North Street EcoDistrict - 6th to 9th St on North-NSTED (pronounced “instead”). What if, instead of:
- not knowing neighbors, overspending on stuff we might share, high cost of childcare, investing every month in coal and fracked oil and gas for electricity, heat and transportation, increasing rents and home prices that leave no place for younger people to settle down or for aging in place or for a diverse population...
we "mix it up": younger and older, different income levels, a wealth of races and backgrounds all inspiring each other, all creating a beautiful neighborhood of durably attainable private residences, non-polluting, safe transportation, nature and garden-filled public spaces and renewable power?
Could we make a neighborhood that is better for everyone? If we work together, we think we can!

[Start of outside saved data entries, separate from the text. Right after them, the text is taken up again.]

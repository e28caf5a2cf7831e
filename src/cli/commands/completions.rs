//! Shell completions generation.
//!
//! Generates shell completion scripts for bash, zsh, fish, and PowerShell.

use clap::CommandFactory;
use clap_complete::Shell;

use crate::cli::args::Cli;
use crate::error::RespiraError;

/// Generate shell completions for the specified shell.
///
/// # Errors
///
/// Returns an error if the generated script is not valid UTF-8.
pub fn completions(shell: Shell) -> Result<String, RespiraError> {
    let mut cmd = Cli::command();
    let mut buf = Vec::new();
    clap_complete::generate(shell, &mut cmd, "respira", &mut buf);
    String::from_utf8(buf).map_err(|e| RespiraError::Config(format!("UTF-8 error: {e}")))
}
//! respira - Guided breathing exercises for your terminal
//!
//! This crate provides a breathing session engine (technique catalog, a
//! deadline-driven session state machine, and an audio cue emitter) together
//! with a CLI and a ratatui-based full-screen interface.

#![deny(unsafe_code)]
#![deny(clippy::unwrap_used)]
#![deny(clippy::expect_used)]
#![warn(clippy::pedantic)]
#![warn(clippy::nursery)]
#![allow(clippy::module_name_repetitions)]

pub mod audio;
pub mod cli;
pub mod config;
pub mod core;
pub mod error;
pub mod output;
pub mod session;
pub mod tui;

pub use cli::args::{Cli, Commands, OutputFormat};
pub use error::RespiraError;
pub use session::{SessionEngine, SessionView, TechniqueId};
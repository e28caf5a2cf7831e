//! The breathing technique catalog.
//!
//! A static lookup table of named techniques. Each technique is a non-empty,
//! cyclic sequence of phases: after the last phase the cycle restarts at the
//! first, so phase lookup is defined for any index.

use std::fmt;
use std::time::Duration;

use clap::ValueEnum;
use serde::{Deserialize, Serialize};

/// Identifier for a breathing technique.
#[derive(ValueEnum, Debug, Clone, Copy, PartialEq, Eq, Serialize, Deserialize)]
#[serde(rename_all = "kebab-case")]
pub enum TechniqueId {
    /// Simple 4-count inhale and 6-count exhale.
    Simple,
    /// Equal 4-count inhale, hold, exhale, and hold.
    #[value(name = "box")]
    Box,
    /// Inhale for 4, hold for 7, exhale for 8.
    #[value(name = "4-7-8")]
    #[serde(rename = "4-7-8")]
    FourSevenEight,
}

impl TechniqueId {
    /// All technique identifiers, in catalog order.
    #[must_use]
    pub const fn all() -> [Self; 3] {
        [Self::Simple, Self::Box, Self::FourSevenEight]
    }

    /// The technique definition for this identifier.
    #[must_use]
    pub const fn technique(self) -> &'static Technique {
        match self {
            Self::Simple => &SIMPLE,
            Self::Box => &BOX,
            Self::FourSevenEight => &FOUR_SEVEN_EIGHT,
        }
    }
}

impl fmt::Display for TechniqueId {
    fn fmt(&self, f: &mut fmt::Formatter<'_>) -> fmt::Result {
        f.write_str(self.technique().name)
    }
}

/// Animation endpoint for the breathing circle during a phase.
#[derive(Debug, Clone, Copy, PartialEq, Serialize, Deserialize)]
pub struct VisualTarget {
    /// Circle scale factor in (0, 1].
    pub scale: f64,
    /// Circle opacity in [0, 1].
    pub opacity: f64,
}

impl VisualTarget {
    /// The inactive appearance shown between sessions.
    pub const INACTIVE: Self = Self {
        scale: 0.5,
        opacity: 0.3,
    };

    const EXPANDED: Self = Self {
        scale: 1.0,
        opacity: 0.7,
    };
}

/// One step of a breathing cycle.
#[derive(Debug, Clone, Copy, PartialEq, Serialize, Deserialize)]
pub struct Phase {
    /// Instruction shown to the user.
    pub label: &'static str,
    /// Phase length in whole seconds.
    pub seconds: u64,
    /// Where the breathing circle animates to during this phase.
    pub visual: VisualTarget,
}

impl Phase {
    const fn new(label: &'static str, seconds: u64, visual: VisualTarget) -> Self {
        Self {
            label,
            seconds,
            visual,
        }
    }

    /// Phase length as a [`Duration`].
    #[must_use]
    pub const fn duration(&self) -> Duration {
        Duration::from_secs(self.seconds)
    }
}

/// A named breathing technique: an ordered, cyclic sequence of phases.
#[derive(Debug, Clone, Serialize)]
pub struct Technique {
    /// Identifier used on the command line and in config files.
    pub id: TechniqueId,
    /// Display name.
    pub name: &'static str,
    /// One-line description shown in listings.
    pub description: &'static str,
    /// The phase sequence. Never empty.
    pub phases: &'static [Phase],
}

impl Technique {
    /// Look up the phase at a cyclic index.
    ///
    /// Defined for every index: the sequence wraps around, so
    /// `phase_at(i) == phase_at(i + phases.len())`.
    #[must_use]
    pub const fn phase_at(&self, index: usize) -> &Phase {
        &self.phases[index % self.phases.len()]
    }

    /// Total length of one full cycle through the phases.
    #[must_use]
    pub fn cycle_duration(&self) -> Duration {
        Duration::from_secs(self.phases.iter().map(|p| p.seconds).sum())
    }
}

static SIMPLE: Technique = Technique {
    id: TechniqueId::Simple,
    name: "Simple",
    description: "Simple 4-count inhale and 6-count exhale.",
    phases: &[
        Phase::new("Breathe In", 4, VisualTarget::EXPANDED),
        Phase::new("Breathe Out", 6, VisualTarget::INACTIVE),
    ],
};

static BOX: Technique = Technique {
    id: TechniqueId::Box,
    name: "Box Breathing",
    description: "Equal 4-count inhale, hold, exhale, and hold.",
    phases: &[
        Phase::new("Breathe In", 4, VisualTarget::EXPANDED),
        Phase::new("Hold", 4, VisualTarget::EXPANDED),
        Phase::new("Breathe Out", 4, VisualTarget::INACTIVE),
        Phase::new("Hold", 4, VisualTarget::INACTIVE),
    ],
};

static FOUR_SEVEN_EIGHT: Technique = Technique {
    id: TechniqueId::FourSevenEight,
    name: "4-7-8",
    description: "Inhale for 4, hold for 7, exhale for 8.",
    phases: &[
        Phase::new("Breathe In", 4, VisualTarget::EXPANDED),
        Phase::new("Hold", 7, VisualTarget::EXPANDED),
        Phase::new("Breathe Out", 8, VisualTarget::INACTIVE),
    ],
};

/// All techniques in the catalog, in display order.
#[must_use]
pub fn all_techniques() -> Vec<&'static Technique> {
    TechniqueId::all().iter().map(|id| id.technique()).collect()
}
//! Breathing session engine.
//!
//! The pieces that drive a guided breathing exercise:
//! - Technique catalog: the fixed set of breathing patterns
//! - Session engine: deadline-driven state machine with start/stop/tick
//! - Session view: the observable state the presentation layer binds to

pub mod catalog;
pub mod engine;
pub mod view;

pub use catalog::{all_techniques, Phase, Technique, TechniqueId, VisualTarget};
pub use engine::{SessionEngine, SessionEvent, SessionState, SessionSummary};
pub use view::SessionView;
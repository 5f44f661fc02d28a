//! Span module - Source location tracking.
//!
//! A [`Span`] records where in the source a token or diagnostic came from:
//! a byte range for slicing plus the 1-based line/column pair that is shown
//! to users.
//!
//! # Examples
//!
//! ```
//! use loxc_util::span::Span;
//!
//! let span = Span::new(10, 20, 1, 5);
//! assert_eq!(span.end - span.start, 10);
//! ```

use serde::Serialize;

/// Source location span
///
/// # Examples
///
/// ```
/// use loxc_util::span::Span;
///
/// let span = Span::new(10, 20, 1, 5);
/// assert_eq!(span.line, 1);
/// assert_eq!(span.column, 5);
/// ```
#[derive(Clone, Copy, Debug, Default, PartialEq, Eq, Serialize)]
pub struct Span {
    /// Start byte offset in source
    pub start: usize,
    /// End byte offset in source (exclusive)
    pub end: usize,
    /// Line number (1-based)
    pub line: u32,
    /// Column number (1-based)
    pub column: u32,
}

impl Span {
    /// Dummy span for testing
    ///
    /// # Examples
    ///
    /// ```
    /// use loxc_util::span::Span;
    ///
    /// assert_eq!(Span::DUMMY.start, 0);
    /// assert_eq!(Span::DUMMY.line, 0);
    /// ```
    pub const DUMMY: Span = Span {
        start: 0,
        end: 0,
        line: 0,
        column: 0,
    };

    /// Create a new span
    ///
    /// # Arguments
    ///
    /// * `start` - Start byte offset
    /// * `end` - End byte offset
    /// * `line` - Line number (1-based)
    /// * `column` - Column number (1-based)
    #[inline]
    pub const fn new(start: usize, end: usize, line: u32, column: u32) -> Self {
        Self {
            start,
            end,
            line,
            column,
        }
    }
}
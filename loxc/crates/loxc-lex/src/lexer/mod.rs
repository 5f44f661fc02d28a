//! Lexer module.
//!
//! The scanner is split by lexeme family:
//! - `core` - Lexer struct, dispatch and error reporting
//! - `comment` - whitespace and line comment skipping
//! - `operator` - punctuation and one-or-two character operators
//! - `string` - string literals
//! - `number` - number literals and their canonical rendering
//! - `identifier` - identifiers and keywords

mod comment;
mod core;
mod identifier;
mod number;
mod operator;
mod string;

pub use core::Lexer;
pub use number::format_number_literal;
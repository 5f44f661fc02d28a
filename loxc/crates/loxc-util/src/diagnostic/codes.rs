//! Diagnostic codes for categorizing errors.
//!
//! # Examples
//!
//! ```
//! use loxc_util::diagnostic::DiagnosticCode;
//!
//! let code = DiagnosticCode::E_LEXER_UNTERMINATED_STRING;
//! assert_eq!(code.prefix(), "E");
//! assert_eq!(code.number(), 1002);
//! assert_eq!(code.as_str(), "E1002");
//! ```

use serde::{Serialize, Serializer};

/// A unique code identifying a diagnostic message
///
/// Codes follow the format `{prefix}{number}` where `prefix` is "E" for
/// errors and `number` is zero-padded to four digits.
/// The thousands digit names the phase that raised it (1 = lexer).
#[derive(Clone, Copy, PartialEq, Eq, Hash)]
pub struct DiagnosticCode {
    /// The prefix (e.g., "E" for error)
    pub prefix: &'static str,
    /// The numeric identifier
    pub number: u32,
}

impl DiagnosticCode {
    /// Create a new diagnostic code
    ///
    /// # Examples
    ///
    /// ```
    /// use loxc_util::diagnostic::DiagnosticCode;
    ///
    /// let code = DiagnosticCode::new("E", 1001);
    /// assert_eq!(code.as_str(), "E1001");
    /// ```
    #[inline]
    pub const fn new(prefix: &'static str, number: u32) -> Self {
        Self { prefix, number }
    }

    /// Get the prefix (e.g., "E" for error)
    #[inline]
    pub const fn prefix(&self) -> &'static str {
        self.prefix
    }

    /// Get the numeric identifier
    #[inline]
    pub const fn number(&self) -> u32 {
        self.number
    }

    /// Get the full code string (e.g., "E1001")
    pub fn as_str(&self) -> String {
        format!("{}{:04}", self.prefix, self.number)
    }

    // =========================================================================
    // LEXER ERROR CODES (E1001-E1999)
    // =========================================================================

    /// E1001: Lexer - Unexpected character
    pub const E_LEXER_UNEXPECTED_CHAR: Self = Self::new("E", 1001);
    /// E1002: Lexer - Unterminated string literal
    pub const E_LEXER_UNTERMINATED_STRING: Self = Self::new("E", 1002);
    /// E1003: Lexer - Invalid numeric literal
    pub const E_LEXER_INVALID_NUMBER: Self = Self::new("E", 1003);
}

impl std::fmt::Debug for DiagnosticCode {
    fn fmt(&self, f: &mut std::fmt::Formatter<'_>) -> std::fmt::Result {
        write!(f, "DiagnosticCode({})", self.as_str())
    }
}

impl std::fmt::Display for DiagnosticCode {
    fn fmt(&self, f: &mut std::fmt::Formatter<'_>) -> std::fmt::Result {
        write!(f, "{}", self.as_str())
    }
}

impl Serialize for DiagnosticCode {
    fn serialize<S: Serializer>(&self, serializer: S) -> Result<S::Ok, S::Error> {
        serializer.collect_str(self)
    }
}
//! Core lexer implementation.
//!
//! This module contains the main Lexer struct, the per-character dispatch
//! and error reporting.

use loxc_util::{DiagnosticBuilder, Handler, Span};
use tracing::{debug, trace};

use crate::config::LexerConfig;
use crate::cursor::Cursor;
use crate::error::LexError;
use crate::token::{KeywordTable, Token, TokenKind};
use crate::unicode::starts_identifier;

/// Lexer for the Lox programming language.
///
/// The lexer transforms source text into a stream of tokens. Malformed
/// lexemes are reported to the [`Handler`] and skipped, so one pass finds
/// every lexical error in the file.
///
/// # Example
///
/// ```
/// use loxc_util::Handler;
/// use loxc_lex::{Lexer, TokenKind};
///
/// let mut handler = Handler::new();
/// let tokens = Lexer::new("var x = 1;", &mut handler).tokenize();
///
/// let kinds: Vec<_> = tokens.iter().map(|t| t.kind()).collect();
/// assert_eq!(
///     kinds,
///     vec![
///         TokenKind::Var,
///         TokenKind::Identifier,
///         TokenKind::Equal,
///         TokenKind::Number,
///         TokenKind::Semicolon,
///         TokenKind::Eof,
///     ]
/// );
/// assert!(!handler.has_errors());
/// ```
pub struct Lexer<'a> {
    /// Character cursor for source traversal.
    pub(crate) cursor: Cursor<'a>,

    /// Error handler for reporting lexical errors.
    handler: &'a mut Handler,

    /// Keyword spellings, built once per lexer.
    pub(crate) keywords: KeywordTable,

    /// Classification options.
    pub(crate) config: LexerConfig,

    /// Starting byte offset of the current token.
    pub(crate) token_start: usize,

    /// Line number where the current token starts (1-based).
    token_start_line: u32,

    /// Column number where the current token starts (1-based).
    token_start_column: u32,

    /// Whether the BOM (Byte Order Mark) has been checked.
    pub(crate) bom_checked: bool,
}

impl<'a> Lexer<'a> {
    /// Creates a new lexer with the default configuration.
    pub fn new(source: &'a str, handler: &'a mut Handler) -> Self {
        Self::with_config(source, handler, LexerConfig::default())
    }

    /// Creates a new lexer with an explicit configuration.
    pub fn with_config(source: &'a str, handler: &'a mut Handler, config: LexerConfig) -> Self {
        Self {
            cursor: Cursor::new(source),
            handler,
            keywords: KeywordTable::new(),
            config,
            token_start: 0,
            token_start_line: 1,
            token_start_column: 1,
            bom_checked: false,
        }
    }

    /// Returns the next token from the source code.
    ///
    /// Whitespace, comments and malformed lexemes produce nothing, so this
    /// keeps dispatching until a token is built. At the end of input it
    /// returns `Eof`, and keeps returning `Eof` on every later call.
    pub fn next_token(&mut self) -> Token {
        loop {
            self.skip_whitespace_and_comments();

            self.token_start = self.cursor.position();
            self.token_start_line = self.cursor.line();
            self.token_start_column = self.cursor.column();

            if self.cursor.is_at_end() {
                return Token::eof(self.cursor.line());
            }

            if let Some(token) = self.scan_token() {
                return token;
            }
        }
    }

    /// Scans the whole source.
    ///
    /// The result always ends with exactly one `Eof` token.
    pub fn tokenize(mut self) -> Vec<Token> {
        let mut tokens = Vec::new();
        loop {
            let token = self.next_token();
            let done = token.is_eof();
            tokens.push(token);
            if done {
                break;
            }
        }
        debug!(
            tokens = tokens.len(),
            errors = self.handler.error_count(),
            "scan finished"
        );
        tokens
    }

    /// Dispatches on the current character.
    ///
    /// Returns `None` when the lexeme was malformed and has been reported.
    fn scan_token(&mut self) -> Option<Token> {
        let token = match self.cursor.current_char() {
            '(' => self.lex_single(TokenKind::LeftParen),
            ')' => self.lex_single(TokenKind::RightParen),
            '{' => self.lex_single(TokenKind::LeftBrace),
            '}' => self.lex_single(TokenKind::RightBrace),
            '*' => self.lex_single(TokenKind::Star),
            '.' => self.lex_single(TokenKind::Dot),
            ',' => self.lex_single(TokenKind::Comma),
            '+' => self.lex_single(TokenKind::Plus),
            '-' => self.lex_single(TokenKind::Minus),
            ';' => self.lex_single(TokenKind::Semicolon),
            '/' => self.lex_single(TokenKind::Slash),
            '!' => self.lex_with_equals(TokenKind::Bang, TokenKind::BangEqual),
            '=' => self.lex_with_equals(TokenKind::Equal, TokenKind::EqualEqual),
            '<' => self.lex_with_equals(TokenKind::Less, TokenKind::LessEqual),
            '>' => self.lex_with_equals(TokenKind::Greater, TokenKind::GreaterEqual),
            '"' => return self.lex_string(),
            c if c.is_ascii_digit() => return self.lex_number(),
            c if starts_identifier(c, &self.config) => self.lex_identifier(),
            c => {
                self.cursor.advance();
                self.report_error(LexError::UnexpectedCharacter(c));
                return None;
            }
        };
        Some(token)
    }

    /// Text consumed since the current token started.
    pub(crate) fn lexeme(&self) -> &'a str {
        self.cursor.slice_from(self.token_start)
    }

    /// Reports a lexical error covering the current token.
    ///
    /// The reported line is the line the cursor is on, matching the line a
    /// token ending here would get.
    pub fn report_error(&mut self, error: LexError) {
        let span = Span::new(
            self.token_start,
            self.cursor.position(),
            self.cursor.line(),
            self.token_start_column,
        );
        trace!(
            code = %error.code(),
            line = span.line,
            start_line = self.token_start_line,
            "{}",
            error
        );
        DiagnosticBuilder::error(error.to_string())
            .code(error.code())
            .span(span)
            .emit(self.handler);
    }

    /// Returns true once any lexical error has been reported.
    pub fn had_errors(&self) -> bool {
        self.handler.has_errors()
    }

    /// Returns the current line number (1-based).
    pub fn line(&self) -> u32 {
        self.cursor.line()
    }

    /// Returns the current column number (1-based).
    pub fn column(&self) -> u32 {
        self.cursor.column()
    }

    /// Returns the current byte position in the source.
    pub fn position(&self) -> usize {
        self.cursor.position()
    }
}

/// Yields every token before `Eof`.
///
/// Use [`Lexer::tokenize`] to get the terminated sequence.
impl<'a> Iterator for Lexer<'a> {
    type Item = Token;

    fn next(&mut self) -> Option<Self::Item> {
        let token = self.next_token();
        if token.is_eof() {
            None
        } else {
            Some(token)
        }
    }
}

Let's break it down: If we use the land in a way that benefits the community, everyone wins:
Benefits for Absentee owners: potential to maintain or increase rental income by receiving the opportunity to modify or enlarge existing units and/or add additional units (not possible now with previous downzoning of their grandfathered density) while serving the community by making the units "permanently attainable" (resale prices and rents are restricted to rate of inflation plus a return on capital investments).
Benefits for Owner Occupied owners: provide an alternative income path that increases current income, creates a more vital, beautiful community, saves transportation expenses provides opportunity to age in place or offer housing to adult children.
This is an alternative to gentrification and "mcmansionization": potential density bonuses and subsequent deed restrictions present an optional income path to the current one of selling for market price and the inevitable only legal redevelopment option of scraping/significantly enlarging existing structures.
Benefits for Renters: provides home ownership opportunities and/or rent moderation, saves transportation expenses, and great neighborhood quality. If interested in ownership, they get on a community waiting list and perhaps pay a deposit to indicate seriousness.
What are we proposing?
A "gentle infill" or eco-community retrofit Neighborhood Pilot with:
- gradual replacement or upgrading of existing structures into super comfortable, efficient buildings that are passively and renewably powered, and rent or price moderated (with 815 North St. as an initial model beginning in 2007).
- replacement of many private vehicles with shared electric and utility vehicles
- repurposing of land that perhaps can serve the community better (as we did with Open Space) eg:
- an asphalt street that is rarely traveled, that creates a "heat island" increasing cooling bills and carbon pollution, that stores cars that mostly sit idle while absorbing incomes and when used add thermal and toxic pollution and congestion
- right of ways without utilities now (road and ROW of 60' width) and set backs (25') used for lawns and non-native, ornamental landscaping treated with potable water and sometimes fertilizer and pesticides that requires time and money to maintain
- More room for housing and a woonerf which is a child-bike-ped-friendly "living street where cars are a guest" and street space is used for gardening, play areas, natural areas, drainage-flood control, ground mount solar panels, community gathering areas, car share and bikeshare parking and other public-private uses with fewer spaces for private cars. The woonerf and surrounding areas will be part of a Neighborhood Parking Permit area that provides parking for residents and guests and ensures that North St. residents can't park on neighboring streets.
- A community with at least one coop, elements of cohousing and an ecovillage, and following the EcoDistricts protocol regarding: place, prosperity, health + wellness, connectivity, living infrastructure and resource protection. Learn more about these goals and their objectives and indicators.
How will this be done?
First, there is no obligation in this Pilot for existing owners, absentee or on site, to do anything new except participate in the EcoMobility plan/parking plan. There may be joint obligations as decided by the community for common infrastructure (eg woonerf). Goose Creek Community Land Trust has applied for a Boulder Energy Challenge grant to further study the woonerf as a means of meeting climate and alternative modes transportation goals. This is a follow up to an earlier BEC community consultation project still underway.
Goose Creek Community Land Trust seeks to acquire and redevelop some of the absentee owned buildings (as we did at 750 North; we are under contract at 2610 6th-610 North) and redevelop them to create permanently attainable, mixed income housing. The rezoning needed may occur through the Area Plan to be performed as part of the Alpine-Balsam project.
Owners and tenants and Goose Creek will continue to organize community building activities and enforce car/parking/noise agreements, interact with the City and handle any disputes.
What Success Looks Like:
A vital community with significant examples of permanently attainable homes available to workers and families of diverse incomes, enhanced value for market rate properties, redevelopment in a compatible scale with the existing neighborhood but with more diversity in unit sizes, increased safety, health, child friendliness, neighborhood cohesion and significantly reduced cost of living, carbon emissions and pollution. It will be a community to match the values of inclusivity, sustainability, cultural,social, ethnic and racial diversity in the Boulder Valley Comprehensive Plan. It will be a "society to match the scenery"!